Helium is distilled from natural gas deposits that have collected in the presence of uranium and thorium. These radioactive elements produce helium when they undergo alpha decay and the gas remains trapped along with the natural gas until it is extracted. The presence of helium together with natural gas was first discovered in 1903 in Kansas and since then the physical qualities of helium (inertness, buoyancy, low liquid temperature) have made its use essential in a number of areas in industry and science, as well as it being a mainstay at birthday parties. At levels of 0.3% and above by volume in natural gas deposits, helium is deemed to be worth extracting with some natural gas deposits reported to contain up to 7% helium by volume [1].

In 1925, the United States established the National Helium Reserve (NHR) [2], located in the plains of Texas, and from 1929 the NHR was the world’s largest producer of helium, with the Bureau of Mines coordinating extraction and refining programs. Helium was primarily produced and stored for military use and until 1960 the federal government was the sole producer of helium in the United States. In 1960, Congress amended the Helium Act to provide natural gas producers with incentives to extract crude helium and sell it to the government. Much of this helium was stored at the NHR and prices were fixed with a view to cover the costs of the program and to pay off debts. However, post-war federal helium demand was lower than predicted and with private demand far exceeding federal demand, the United States government passed the Helium Privatization Act (HPA) in 1996. The HPA was an attempt to wipe out the site’s $1.4 billion debt, through selling off all of the national reserves by 2015. Private companies did not move in to refine helium in the quantities expected at the time the bill was passed and the resulting supply problem has prompted other countries to begin extracting helium. Refineries are now producing helium in a number of countries worldwide including Russia, Qatar, Algeria and Australia [1,3]. 

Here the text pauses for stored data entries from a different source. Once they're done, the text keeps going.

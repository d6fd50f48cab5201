use std::sync::Arc;
use validator::Validate;

use crate::error::{ProductError, ProductResult};
use crate::models::{Product, ProductInput};
use crate::repository::ProductRepository;

/// Service layer for Product business logic
#[derive(Clone)]
pub struct ProductService<R: ProductRepository> {
    repository: Arc<R>,
}

impl<R: ProductRepository> ProductService<R> {
    pub fn new(repository: R) -> Self {
        Self {
            repository: Arc::new(repository),
        }
    }

    /// List all products
    pub async fn list_products(&self) -> ProductResult<Vec<Product>> {
        self.repository.get_all().await
    }

    /// Get a product by ID
    pub async fn get_product(&self, id: i32) -> ProductResult<Product> {
        self.repository
            .get_by_id(id)
            .await?
            .ok_or(ProductError::NotFound(id))
    }

    /// Create a new product with validation and category existence check
    pub async fn create_product(&self, input: ProductInput) -> ProductResult<Product> {
        input.validate()?;

        if !self.repository.category_exists(input.category_id).await? {
            return Err(ProductError::CategoryNotFound(input.category_id));
        }

        self.repository.insert(input).await
    }

    /// Replace all mutable fields of an existing product
    ///
    /// Updates run the same field rules as creation; a payload that could
    /// not create a product cannot replace one either.
    pub async fn update_product(&self, id: i32, input: ProductInput) -> ProductResult<Product> {
        input.validate()?;

        if !self.repository.category_exists(input.category_id).await? {
            return Err(ProductError::CategoryNotFound(input.category_id));
        }

        self.repository.update(id, input).await
    }

    /// Delete a product
    pub async fn delete_product(&self, id: i32) -> ProductResult<()> {
        let deleted = self.repository.delete(id).await?;

        if !deleted {
            return Err(ProductError::NotFound(id));
        }

        Ok(())
    }
}
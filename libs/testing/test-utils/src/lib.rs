//! Shared test utilities for domain testing
//!
//! This crate provides reusable test infrastructure for all domain crates:
//! - `TestDatabase`: in-memory SQLite database with the schema applied
//!   (feature: "sqlite")
//! - `TestDataBuilder`: Deterministic test data generation (always available)
//! - `assertions`: Custom assertion helpers (always available)
//!
//! # Usage
//!
//! ```rust,no_run
//! use test_utils::{TestDatabase, TestDataBuilder};
//!
//! # async fn example() {
//! let db = TestDatabase::new().await;
//! let builder = TestDataBuilder::from_test_name("my_test");
//!
//! let product_name = builder.name("product", "main");
//! // Use db.connection() to create your repository
//! # }
//! ```

// Conditionally compile database modules based on features
#[cfg(feature = "sqlite")]
mod sqlite;

// Re-export based on enabled features
#[cfg(feature = "sqlite")]
pub use sqlite::TestDatabase;

/// Builder for test data with deterministic randomization
///
/// This ensures tests are reproducible by using seeded random data.
pub struct TestDataBuilder {
    seed: u64,
}

impl TestDataBuilder {
    /// Create a new builder with a seed (for deterministic tests)
    pub fn new(seed: u64) -> Self {
        Self { seed }
    }

    /// Create from test name (generates seed from test name hash)
    ///
    /// This is the recommended way to create a builder for consistent test data.
    ///
    /// # Example
    ///
    /// ```
    /// use test_utils::TestDataBuilder;
    ///
    /// let builder = TestDataBuilder::from_test_name("test_create_product");
    /// ```
    pub fn from_test_name(name: &str) -> Self {
        use std::collections::hash_map::DefaultHasher;
        use std::hash::{Hash, Hasher};

        let mut hasher = DefaultHasher::new();
        name.hash(&mut hasher);
        Self::new(hasher.finish())
    }

    /// Generate a unique name for testing
    ///
    /// # Arguments
    ///
    /// * `prefix` - The type of resource (e.g., "product", "category")
    /// * `suffix` - A unique identifier within the test (e.g., "main", "backup")
    ///
    /// # Example
    ///
    /// ```
    /// use test_utils::TestDataBuilder;
    ///
    /// let builder = TestDataBuilder::from_test_name("my_test");
    /// let name = builder.name("product", "main");
    /// // Returns: "test-product-12345-main"
    /// ```
    pub fn name(&self, prefix: &str, suffix: &str) -> String {
        format!("test-{}-{}-{}", prefix, self.seed, suffix)
    }

    /// Generate a deterministic positive price for testing
    pub fn price(&self) -> f64 {
        ((self.seed % 10_000) + 1) as f64 / 100.0
    }
}

/// Test assertion helpers
pub mod assertions {
    /// Assert that an optional value is Some
    pub fn assert_some<T>(value: Option<T>, context: &str) -> T {
        value.unwrap_or_else(|| panic!("{}: expected Some, got None", context))
    }
}
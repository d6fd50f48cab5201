//! Application-specific health check handlers with a real database check.

use crate::state::AppState;
use axum::{
    extract::State,
    response::{IntoResponse, Response},
};
use axum_helpers::server::{run_health_checks, HealthCheckFuture};

/// Readiness check endpoint that actually checks the database connection.
///
/// This uses the generic `run_health_checks` utility from axum-helpers
/// to verify all service dependencies are healthy.
pub async fn ready_handler(State(state): State<AppState>) -> Response {
    let checks: Vec<(&str, HealthCheckFuture<'_>)> = vec![(
        "database",
        Box::pin(async {
            database::sqlite::check_health(&state.db)
                .await
                .map_err(|e| format!("Database check failed: {}", e))
        }),
    )];

    match run_health_checks(checks).await {
        Ok((status, json)) => (status, json).into_response(),
        Err((status, json)) => (status, json).into_response(),
    }
}
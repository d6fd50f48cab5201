//! Standard error messages for consistent error responses.

pub const VALIDATION_FAILED: &str = "Validation failed for the provided input.";
pub const INVALID_ID: &str = "Invalid integer id in path.";
pub const NOT_FOUND_RESOURCE: &str = "Requested resource was not found.";
pub const INTERNAL_ERROR: &str = "An unexpected error occurred.";
pub const DB_ERROR: &str = "A database error occurred.";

In 2012 the United States produced an estimated 78% of the world’s helium of which around 30% came from the NHR. The shortage of helium has been caused by a number of factors, including worldwide refinery equipment failures and shutdowns [3], with scheduled maintenance in several of the world’s natural gas refineries disrupting supply. These factors, coupled with an increasing demand for helium from newly industrialised countries such as China, mean that we are moving even closer to a worldwide shortage with customers already seeing stark price increases and supply problems as private companies struggle to meet the demand. A look at the figures published by the United States Geological Survey (USGS) shows that while the volume of helium extracted from natural gas fields has remained steady over the past 5 years, consumption from the NHR has steadily increased. In the same period, exports of helium from the United States have risen to 60% of the total [4], and with the NHR rapidly emptying the current situation appears to be unsustainable. Worldwide helium demand far exceeds production and therefore alternatives to helium must be sought for a number of technologies.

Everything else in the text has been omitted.